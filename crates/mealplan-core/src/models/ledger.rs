// ABOUTME: Immutable keyed lookup tables for foods and meals
// ABOUTME: FoodLedger and MealCatalog preserve dataset order and index entries by identifier
//
// SPDX-License-Identifier: MIT OR Apache-2.0
// Copyright (c) 2025 Pierre Fitness Intelligence

use super::meal::Meal;
use super::nutrition::FoodItem;
use crate::errors::ValidationError;
use serde::{Deserialize, Serialize};
use std::collections::HashMap;

/// Builds an id -> position index, rejecting duplicates
fn build_index<'a>(
    table: &'static str,
    ids: impl Iterator<Item = &'a str>,
) -> Result<HashMap<String, usize>, ValidationError> {
    let mut index = HashMap::new();
    for (position, id) in ids.enumerate() {
        if index.insert(id.to_owned(), position).is_some() {
            return Err(ValidationError::DuplicateId {
                table,
                id: id.to_owned(),
            });
        }
    }
    Ok(index)
}

/// The food ledger: every food item keyed by id
#[derive(Debug, Clone, Default, Serialize, Deserialize)]
#[serde(try_from = "Vec<FoodItem>", into = "Vec<FoodItem>")]
pub struct FoodLedger {
    items: Vec<FoodItem>,
    index: HashMap<String, usize>,
}

impl FoodLedger {
    /// Build a ledger from an ordered list of foods
    ///
    /// # Errors
    ///
    /// Returns `ValidationError` on a duplicate id or a negative nutrition value
    pub fn new(items: Vec<FoodItem>) -> Result<Self, ValidationError> {
        for food in &items {
            if let Some((field, value)) = food.nutrition.first_negative() {
                return Err(ValidationError::NegativeNutrient {
                    food_id: food.id.clone(),
                    field: field.key(),
                    value,
                });
            }
        }
        let index = build_index("food ledger", items.iter().map(|food| food.id.as_str()))?;
        Ok(Self { items, index })
    }

    /// Look up a food by id
    #[must_use]
    pub fn get(&self, food_id: &str) -> Option<&FoodItem> {
        self.index.get(food_id).map(|&position| &self.items[position])
    }

    /// Whether `food_id` resolves
    #[must_use]
    pub fn contains(&self, food_id: &str) -> bool {
        self.index.contains_key(food_id)
    }

    /// Foods in dataset order
    pub fn iter(&self) -> impl Iterator<Item = &FoodItem> {
        self.items.iter()
    }

    /// Number of foods
    #[must_use]
    pub fn len(&self) -> usize {
        self.items.len()
    }

    /// Whether the ledger holds no foods
    #[must_use]
    pub fn is_empty(&self) -> bool {
        self.items.is_empty()
    }
}

impl TryFrom<Vec<FoodItem>> for FoodLedger {
    type Error = ValidationError;

    fn try_from(items: Vec<FoodItem>) -> Result<Self, Self::Error> {
        Self::new(items)
    }
}

impl From<FoodLedger> for Vec<FoodItem> {
    fn from(ledger: FoodLedger) -> Self {
        ledger.items
    }
}

/// The meal catalog: every meal keyed by id
#[derive(Debug, Clone, Default, Serialize, Deserialize)]
#[serde(try_from = "Vec<Meal>", into = "Vec<Meal>")]
pub struct MealCatalog {
    meals: Vec<Meal>,
    index: HashMap<String, usize>,
}

impl MealCatalog {
    /// Build a catalog from an ordered list of meals
    ///
    /// Components referencing unknown foods are accepted; they are data
    /// defects surfaced by the aggregator warnings and the validator.
    ///
    /// # Errors
    ///
    /// Returns `ValidationError` on a duplicate id or a negative quantity
    pub fn new(meals: Vec<Meal>) -> Result<Self, ValidationError> {
        for meal in &meals {
            if let Some(component) = meal
                .components
                .iter()
                .find(|component| component.quantity.is_nan() || component.quantity < 0.0)
            {
                return Err(ValidationError::NegativeQuantity {
                    meal_id: meal.id.clone(),
                    food_id: component.food_id.clone(),
                    quantity: component.quantity,
                });
            }
        }
        let index = build_index("meal catalog", meals.iter().map(|meal| meal.id.as_str()))?;
        Ok(Self { meals, index })
    }

    /// Look up a meal by id
    #[must_use]
    pub fn get(&self, meal_id: &str) -> Option<&Meal> {
        self.index.get(meal_id).map(|&position| &self.meals[position])
    }

    /// Whether `meal_id` resolves
    #[must_use]
    pub fn contains(&self, meal_id: &str) -> bool {
        self.index.contains_key(meal_id)
    }

    /// Meals in dataset order
    pub fn iter(&self) -> impl Iterator<Item = &Meal> {
        self.meals.iter()
    }

    /// Number of meals
    #[must_use]
    pub fn len(&self) -> usize {
        self.meals.len()
    }

    /// Whether the catalog holds no meals
    #[must_use]
    pub fn is_empty(&self) -> bool {
        self.meals.is_empty()
    }
}

impl TryFrom<Vec<Meal>> for MealCatalog {
    type Error = ValidationError;

    fn try_from(meals: Vec<Meal>) -> Result<Self, Self::Error> {
        Self::new(meals)
    }
}

impl From<MealCatalog> for Vec<Meal> {
    fn from(catalog: MealCatalog) -> Self {
        catalog.meals
    }
}

#[cfg(test)]
mod tests {
    use super::*;
    use crate::models::{MealComponent, MealSlot, NutritionFacts};

    fn food(id: &str, calories: f64) -> FoodItem {
        FoodItem {
            id: id.into(),
            name: id.into(),
            serving_size: "1 serving".into(),
            nutrition: NutritionFacts {
                calories,
                ..NutritionFacts::ZERO
            },
            source_url: String::new(),
            source_number: 0,
        }
    }

    #[test]
    fn test_ledger_lookup_preserves_order() {
        let ledger = FoodLedger::new(vec![food("b", 1.0), food("a", 2.0)]).unwrap();
        assert_eq!(ledger.len(), 2);
        assert!(ledger.contains("a"));
        assert_eq!(ledger.get("a").map(|f| f.nutrition.calories), Some(2.0));
        let ids: Vec<_> = ledger.iter().map(|f| f.id.as_str()).collect();
        assert_eq!(ids, vec!["b", "a"]);
    }

    #[test]
    fn test_ledger_rejects_duplicates_and_negatives() {
        assert!(matches!(
            FoodLedger::new(vec![food("a", 1.0), food("a", 2.0)]),
            Err(ValidationError::DuplicateId { .. })
        ));
        assert!(matches!(
            FoodLedger::new(vec![food("a", -5.0)]),
            Err(ValidationError::NegativeNutrient {
                field: "calories",
                ..
            })
        ));
    }

    #[test]
    fn test_catalog_rejects_negative_quantity() {
        let meal = Meal {
            id: "m".into(),
            name: "Meal".into(),
            category: MealSlot::Lunch,
            components: vec![MealComponent::new("a", -1.0)],
        };
        assert!(matches!(
            MealCatalog::new(vec![meal]),
            Err(ValidationError::NegativeQuantity { .. })
        ));
    }

    #[test]
    fn test_catalog_deserializes_from_array() {
        let json = r#"[{"id": "oatmeal", "name": "Protein Oatmeal", "type": "breakfast",
            "components": [{"foodId": "rolled-oats", "quantity": 1}, {"foodId": "whey-protein", "quantity": 0.5}]}]"#;
        let catalog: MealCatalog = serde_json::from_str(json).unwrap();
        let meal = catalog.get("oatmeal").unwrap();
        assert_eq!(meal.category, MealSlot::Breakfast);
        assert_eq!(meal.components.len(), 2);
        assert!((meal.components[1].quantity - 0.5).abs() < f64::EPSILON);
    }
}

════════════════════

● **WHAT THIS TASK INVOLVES**:
What you return should be the records above, repeated exactly.

● **THE ANSWER**:
filename crates/mealplan-core/src/models/ledger.rs
// ABOUTME: Immutable keyed lookup tables for foods and meals
// ABOUTME: FoodLedger and MealCatalog preserve dataset order and index entries by identifier
//
// SPDX-License-Identifier: MIT OR Apache-2.0
// Copyright (c) 2025 Pierre Fitness Intelligence

use super::meal::Meal;
use super::nutrition::FoodItem;
use crate::errors::ValidationError;
use serde::{Deserialize, Serialize};
use std::collections::HashMap;

/// Builds an id -> position index, rejecting duplicates
fn build_index<'a>(
    table: &'static str,
    ids: impl Iterator<Item = &'a str>,
) -> Result<HashMap<String, usize>, ValidationError> {
    let mut index = HashMap::new();
    for (position, id) in ids.enumerate() {
        if index.insert(id.to_owned(), position).is_some() {
            return Err(ValidationError::DuplicateId {
                table,
                id: id.to_owned(),
            });
        }
    }
    Ok(index)
}

/// The food ledger: every food item keyed by id
#[derive(Debug, Clone, Default, Serialize, Deserialize)]
#[serde(try_from = "Vec<FoodItem>", into = "Vec<FoodItem>")]
pub struct FoodLedger {
    items: Vec<FoodItem>,
    index: HashMap<String, usize>,
}

impl FoodLedger {
    /// Build a ledger from an ordered list of foods
    ///
    /// # Errors
    ///
    /// Returns `ValidationError` on a duplicate id or a negative nutrition value
    pub fn new(items: Vec<FoodItem>) -> Result<Self, ValidationError> {
        for food in &items {
            if let Some((field, value)) = food.nutrition.first_negative() {
                return Err(ValidationError::NegativeNutrient {
                    food_id: food.id.clone(),
                    field: field.key(),
                    value,
                });
            }
        }
        let index = build_index("food ledger", items.iter().map(|food| food.id.as_str()))?;
        Ok(Self { items, index })
    }

    /// Look up a food by id
    #[must_use]
    pub fn get(&self, food_id: &str) -> Option<&FoodItem> {
        self.index.get(food_id).map(|&position| &self.items[position])
    }

    /// Whether `food_id` resolves
    #[must_use]
    pub fn contains(&self, food_id: &str) -> bool {
        self.index.contains_key(food_id)
    }

    /// Foods in dataset order
    pub fn iter(&self) -> impl Iterator<Item = &FoodItem> {
        self.items.iter()
    }

    /// Number of foods
    #[must_use]
    pub fn len(&self) -> usize {
        self.items.len()
    }

    /// Whether the ledger holds no foods
    #[must_use]
    pub fn is_empty(&self) -> bool {
        self.items.is_empty()
    }
}

impl TryFrom<Vec<FoodItem>> for FoodLedger {
    type Error = ValidationError;

    fn try_from(items: Vec<FoodItem>) -> Result<Self, Self::Error> {
        Self::new(items)
    }
}

impl From<FoodLedger> for Vec<FoodItem> {
    fn from(ledger: FoodLedger) -> Self {
        ledger.items
    }
}

/// The meal catalog: every meal keyed by id
#[derive(Debug, Clone, Default, Serialize, Deserialize)]
#[serde(try_from = "Vec<Meal>", into = "Vec<Meal>")]
pub struct MealCatalog {
    meals: Vec<Meal>,
    index: HashMap<String, usize>,
}

impl MealCatalog {
    /// Build a catalog from an ordered list of meals
    ///
    /// Components referencing unknown foods are accepted; they are data
    /// defects surfaced by the aggregator warnings and the validator.
    ///
    /// # Errors
    ///
    /// Returns `ValidationError` on a duplicate id or a negative quantity
    pub fn new(meals: Vec<Meal>) -> Result<Self, ValidationError> {
        for meal in &meals {
            if let Some(component) = meal
                .components
                .iter()
                .find(|component| component.quantity.is_nan() || component.quantity < 0.0)
            {
                return Err(ValidationError::NegativeQuantity {
                    meal_id: meal.id.clone(),
                    food_id: component.food_id.clone(),
                    quantity: component.quantity,
                });
            }
        }
        let index = build_index("meal catalog", meals.iter().map(|meal| meal.id.as_str()))?;
        Ok(Self { meals, index })
    }

    /// Look up a meal by id
    #[must_use]
    pub fn get(&self, meal_id: &str) -> Option<&Meal> {
        self.index.get(meal_id).map(|&position| &self.meals[position])
    }

    /// Whether `meal_id` resolves
    #[must_use]
    pub fn contains(&self, meal_id: &str) -> bool {
        self.index.contains_key(meal_id)
    }

    /// Meals in dataset order
    pub fn iter(&self) -> impl Iterator<Item = &Meal> {
        self.meals.iter()
    }

    /// Number of meals
    #[must_use]
    pub fn len(&self) -> usize {
        self.meals.len()
    }

    /// Whether the catalog holds no meals
    #[must_use]
    pub fn is_empty(&self) -> bool {
        self.meals.is_empty()
    }
}

impl TryFrom<Vec<Meal>> for MealCatalog {
    type Error = ValidationError;

    fn try_from(meals: Vec<Meal>) -> Result<Self, Self::Error> {
        Self::new(meals)
    }
}

impl From<MealCatalog> for Vec<Meal> {
    fn from(catalog: MealCatalog) -> Self {
        catalog.meals
    }
}

#[cfg(test)]
mod tests {
    use super::*;
    use crate::models::{MealComponent, MealSlot, NutritionFacts};

    fn food(id: &str, calories: f64) -> FoodItem {
        FoodItem {
            id: id.into(),
            name: id.into(),
            serving_size: "1 serving".into(),
            nutrition: NutritionFacts {
                calories,
                ..NutritionFacts::ZERO
            },
            source_url: String::new(),
            source_number: 0,
        }
    }

    #[test]
    fn test_ledger_lookup_preserves_order() {
        let ledger = FoodLedger::new(vec![food("b", 1.0), food("a", 2.0)]).unwrap();
        assert_eq!(ledger.len(), 2);
        assert!(ledger.contains("a"));
        assert_eq!(ledger.get("a").map(|f| f.nutrition.calories), Some(2.0));
        let ids: Vec<_> = ledger.iter().map(|f| f.id.as_str()).collect();
        assert_eq!(ids, vec!["b", "a"]);
    }

    #[test]
    fn test_ledger_rejects_duplicates_and_negatives() {
        assert!(matches!(
            FoodLedger::new(vec![food("a", 1.0), food("a", 2.0)]),
            Err(ValidationError::DuplicateId { .. })
        ));
        assert!(matches!(
            FoodLedger::new(vec![food("a", -5.0)]),
            Err(ValidationError::NegativeNutrient {
                field: "calories",
                ..
            })
        ));
    }

    #[test]
    fn test_catalog_rejects_negative_quantity() {
        let meal = Meal {
            id: "m".into(),
            name: "Meal".into(),
            category: MealSlot::Lunch,
            components: vec![MealComponent::new("a", -1.0)],
        };
        assert!(matches!(
            MealCatalog::new(vec![meal]),
            Err(ValidationError::NegativeQuantity { .. })
        ));
    }

    #[test]
    fn test_catalog_deserializes_from_array() {
        let json = r#"[{"id": "oatmeal", "name": "Protein Oatmeal", "type": "breakfast",
            "components": [{"foodId": "rolled-oats", "quantity": 1}, {"foodId": "whey-protein", "quantity": 0.5}]}]"#;
        let catalog: MealCatalog = serde_json::from_str(json).unwrap();
        let meal = catalog.get("oatmeal").unwrap();
        assert_eq!(meal.category, MealSlot::Breakfast);
        assert_eq!(meal.components.len(), 2);
        assert!((meal.components[1].quantity - 0.5).abs() < f64::EPSILON);
    }
}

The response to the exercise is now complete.